В «Капитанской дочке» Гринев зовет своего дядьку, своего слугу не по имени, а по отчеству, причем с суффиксом на -ич. Считается, что подобным отчеством назывался слуга, отличившийся при своих господах. Ю.М. Лотман, например, писал, что со времени Петра I суффикс -ич в отчестве купца или крестьянина означал «большую социальную честь», нежели, допустим, отчество Савельевич (как подписался гриневский слуга в письме к своему барину) .
Возможно, конечно, что Пушкин имел в виду и такой оттенок именования Петрушиного дядьки. Но, как верно заметила Е.Ю. Полтавец, отчество в пушкинском романе является «особенно частотным»: «оно имеется у всех персонажей первого плана». Даже Пугачев и Хлопуша «в момент наиболее задушевного общения», замечает Е.Ю. Полтавец, называют друзей: «Тимофеич», «Наумыч». А что для Гринева Швабрин не Алексей Иванович, а только Швабрин, то Е.Ю. Полтавец вряд ли права, усматривая в этом знак того, что тот в Петрушином сознании «равен самозванцу Пугачеву». Нет, скорее всего это знак недружественности, отстраненной холодности.

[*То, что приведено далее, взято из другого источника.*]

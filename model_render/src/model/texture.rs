use bevy::prelude::*;
use bevy::tasks::{AsyncComputeTaskPool, Task, TaskPool, block_on};
use parking_lot::Mutex;
use std::collections::HashMap;
use std::sync::Arc;
use std::sync::atomic::{AtomicU64, Ordering};
use thiserror::Error;

/// GPU texture handle handed out by the texture system.
#[derive(Debug, Clone, Copy, PartialEq, Eq, Hash, PartialOrd, Ord)]
pub struct TextureHandle(pub u64);

/// Flags read from the per-texture script file.
#[derive(Debug, Clone, Copy, Default, PartialEq, Eq)]
pub struct TextureScriptFlags {
    pub hidden: bool,
    pub additive: bool,
}

#[derive(Debug, Clone, Copy, PartialEq, Eq)]
pub struct TextureChannelInfo {
    pub component_count: u8,
}

impl Default for TextureChannelInfo {
    fn default() -> Self {
        Self { component_count: 3 }
    }
}

impl TextureChannelInfo {
    pub fn has_alpha(&self) -> bool {
        self.component_count >= 4
    }
}

/// Everything the draw path needs to know about a mesh texture.
#[derive(Debug, Clone, Copy, PartialEq, Eq)]
pub struct TextureBinding {
    pub handle: TextureHandle,
    pub flags: TextureScriptFlags,
    pub channels: TextureChannelInfo,
}

#[derive(Debug, Error, Clone, PartialEq, Eq)]
pub enum TextureError {
    #[error("texture '{0}' not found")]
    Missing(String),
    #[error("texture '{path}' could not be decoded: {reason}")]
    Decode { path: String, reason: String },
}

/// Contract of the texture/material loader.
pub trait TextureSource: Send + Sync + 'static {
    fn load(&self, path: &str) -> Result<TextureHandle, TextureError>;
    fn script_flags(&self, path: &str) -> TextureScriptFlags;
    fn channel_info(&self, path: &str) -> TextureChannelInfo;
}

fn resolve_binding(source: &dyn TextureSource, path: &str) -> Result<TextureBinding, TextureError> {
    let handle = source.load(path)?;
    Ok(TextureBinding {
        handle,
        flags: source.script_flags(path),
        channels: source.channel_info(path),
    })
}

#[derive(Debug, Clone, Copy, PartialEq, Eq)]
pub enum TextureLookup {
    Ready(TextureBinding),
    Loading,
    Failed,
    Unknown,
}

#[derive(Debug, Clone, Copy)]
enum TextureSlot {
    Loading,
    Ready(TextureBinding),
    Failed,
}

/// Path-keyed texture cache in front of a [`TextureSource`].
///
/// The cache is the one structure shared with background tasks, so it sits
/// behind a mutex.
#[derive(Resource, Clone)]
pub struct TextureLibrary {
    source: Arc<dyn TextureSource>,
    slots: Arc<Mutex<HashMap<String, TextureSlot>>>,
}

impl TextureLibrary {
    pub fn new(source: Arc<dyn TextureSource>) -> Self {
        Self {
            source,
            slots: Arc::new(Mutex::new(HashMap::new())),
        }
    }

    pub fn lookup(&self, path: &str) -> TextureLookup {
        match self.slots.lock().get(path) {
            Some(TextureSlot::Ready(binding)) => TextureLookup::Ready(*binding),
            Some(TextureSlot::Loading) => TextureLookup::Loading,
            Some(TextureSlot::Failed) => TextureLookup::Failed,
            None => TextureLookup::Unknown,
        }
    }

    /// Claims `path` for loading. Returns false when it is already cached or
    /// in flight.
    fn begin_load(&self, path: &str) -> bool {
        let mut slots = self.slots.lock();
        if slots.contains_key(path) {
            return false;
        }
        slots.insert(path.to_string(), TextureSlot::Loading);
        true
    }

    fn complete(&self, path: &str, result: &Result<TextureBinding, TextureError>) {
        let slot = match result {
            Ok(binding) => TextureSlot::Ready(*binding),
            Err(_) => TextureSlot::Failed,
        };
        self.slots.lock().insert(path.to_string(), slot);
    }

    fn forget(&self, path: &str) {
        self.slots.lock().remove(path);
    }

    /// Loads `path` on the calling thread, e.g. to warm the cache during a map
    /// load. Paths already cached or in flight are left alone.
    pub fn preload(&self, path: &str) -> TextureLookup {
        if self.begin_load(path) {
            let result = resolve_binding(self.source.as_ref(), path);
            if let Err(error) = &result {
                warn!("Texture preload failed: {}", error);
            }
            self.complete(path, &result);
        }
        self.lookup(path)
    }
}

struct PendingTextureLoad {
    path: String,
    requester: Entity,
    task: Task<Result<TextureBinding, TextureError>>,
}

/// Background texture loads dispatched from the frame thread.
#[derive(Resource, Default)]
pub struct TextureStreamer {
    pending: Vec<PendingTextureLoad>,
}

/// Result of polling the finished loads for one frame.
#[derive(Debug, Default, Clone, PartialEq, Eq)]
pub struct TexturePollReport {
    pub ready: Vec<Entity>,
    pub failed: usize,
    pub discarded: usize,
}

impl TextureStreamer {
    pub fn pending(&self) -> usize {
        self.pending.len()
    }

    /// Starts loading `path` on the async compute pool unless the library
    /// already knows about it.
    pub fn request(&mut self, library: &TextureLibrary, path: &str, requester: Entity) -> bool {
        if !library.begin_load(path) {
            return false;
        }

        let source = library.source.clone();
        let owned_path = path.to_string();
        let task = AsyncComputeTaskPool::get_or_init(TaskPool::new)
            .spawn(async move { resolve_binding(source.as_ref(), &owned_path) });

        debug!("Texture load dispatched for '{}'", path);
        self.pending.push(PendingTextureLoad {
            path: path.to_string(),
            requester,
            task,
        });
        true
    }

    /// Moves finished loads into the library. Loads whose requester no longer
    /// exists are dropped and the path is released for a later request.
    pub fn poll(
        &mut self,
        library: &TextureLibrary,
        requester_alive: impl Fn(Entity) -> bool,
    ) -> TexturePollReport {
        let mut report = TexturePollReport::default();
        let mut index = 0;

        while index < self.pending.len() {
            if !self.pending[index].task.is_finished() {
                index += 1;
                continue;
            }

            let load = self.pending.swap_remove(index);
            let result = block_on(load.task);

            if !requester_alive(load.requester) {
                debug!(
                    "Discarding texture '{}' loaded for despawned object {:?}",
                    load.path, load.requester
                );
                library.forget(&load.path);
                report.discarded += 1;
                continue;
            }

            if let Err(error) = &result {
                warn!("Texture load failed: {}", error);
                report.failed += 1;
            }
            library.complete(&load.path, &result);
            report.ready.push(load.requester);
        }

        report
    }
}

/// In-memory texture table. Every registered path resolves to a fresh handle.
#[derive(Default)]
pub struct StaticTextureSource {
    entries: HashMap<String, (TextureScriptFlags, TextureChannelInfo)>,
    next_handle: AtomicU64,
}

impl StaticTextureSource {
    pub fn with_texture(
        mut self,
        path: &str,
        flags: TextureScriptFlags,
        channels: TextureChannelInfo,
    ) -> Self {
        self.entries.insert(path.to_string(), (flags, channels));
        self
    }
}

impl TextureSource for StaticTextureSource {
    fn load(&self, path: &str) -> Result<TextureHandle, TextureError> {
        if !self.entries.contains_key(path) {
            return Err(TextureError::Missing(path.to_string()));
        }
        Ok(TextureHandle(self.next_handle.fetch_add(1, Ordering::Relaxed) + 1))
    }

    fn script_flags(&self, path: &str) -> TextureScriptFlags {
        self.entries.get(path).map(|entry| entry.0).unwrap_or_default()
    }

    fn channel_info(&self, path: &str) -> TextureChannelInfo {
        self.entries.get(path).map(|entry| entry.1).unwrap_or_default()
    }
}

Особенно если учесть, как отдален сейчас по времени рассказчик от событий, о которых вспоминает. «С А.И. Швабриным, — пишет Гринев, — разумеется, виделся я каждый день…», не произнося имени и отчества своего будущего соперника и врага, но сухо обозначая их инициалами.
Савельич же для Гринева именно и только Савельич: очень значимый в мифе патроним. Ведь Савелий по-древнееврейски «выпрошенный у Бога». Вот чьим сыном является Петрушин дядька. И вот чьим заветам, вне всякого сомнения, следует.
Бог дал Гриневу не только прекрасных родителей, не только высоконравственную подругу жизни, но и преданнейшего спутника-опекуна. В литературе о «Капитанской дочке» мы нередко встретим уподобление этой пары Гринев — Савельич другой и тоже из великого романа: Дон-Кихот — Санчо Панса («чистый пушкинский парафраз сервантесовских Дон-Кихота и Санчо Пансы», — пишет, к примеру, В.Н. Касатонов). Не отрицая резонности подобного уподобления, все-таки скажу, что Петрушин слуга проявляет намного больше любви к своему господину вплоть до готовности жертвовать собою во имя него («Что тебе в смерти барского дитяти? — говорил Савельич Пугачеву. — Отпусти его; за него тебе выкуп дадут; а для примера и страха ради вели повесить хоть меня старика!»; «Коли ты уж решился ехать, то я хоть пешком пойду за тобой, а тебя не покину, — это уже Петруше в ответ на его безумную идею: в одиночку пробиться в Белогорскую крепость, чтобы вырвать Марью Ивановну из швабринского плена. — Чтоб я стал без тебя сидеть за каменной стеною! Да разве я с ума сошел?»).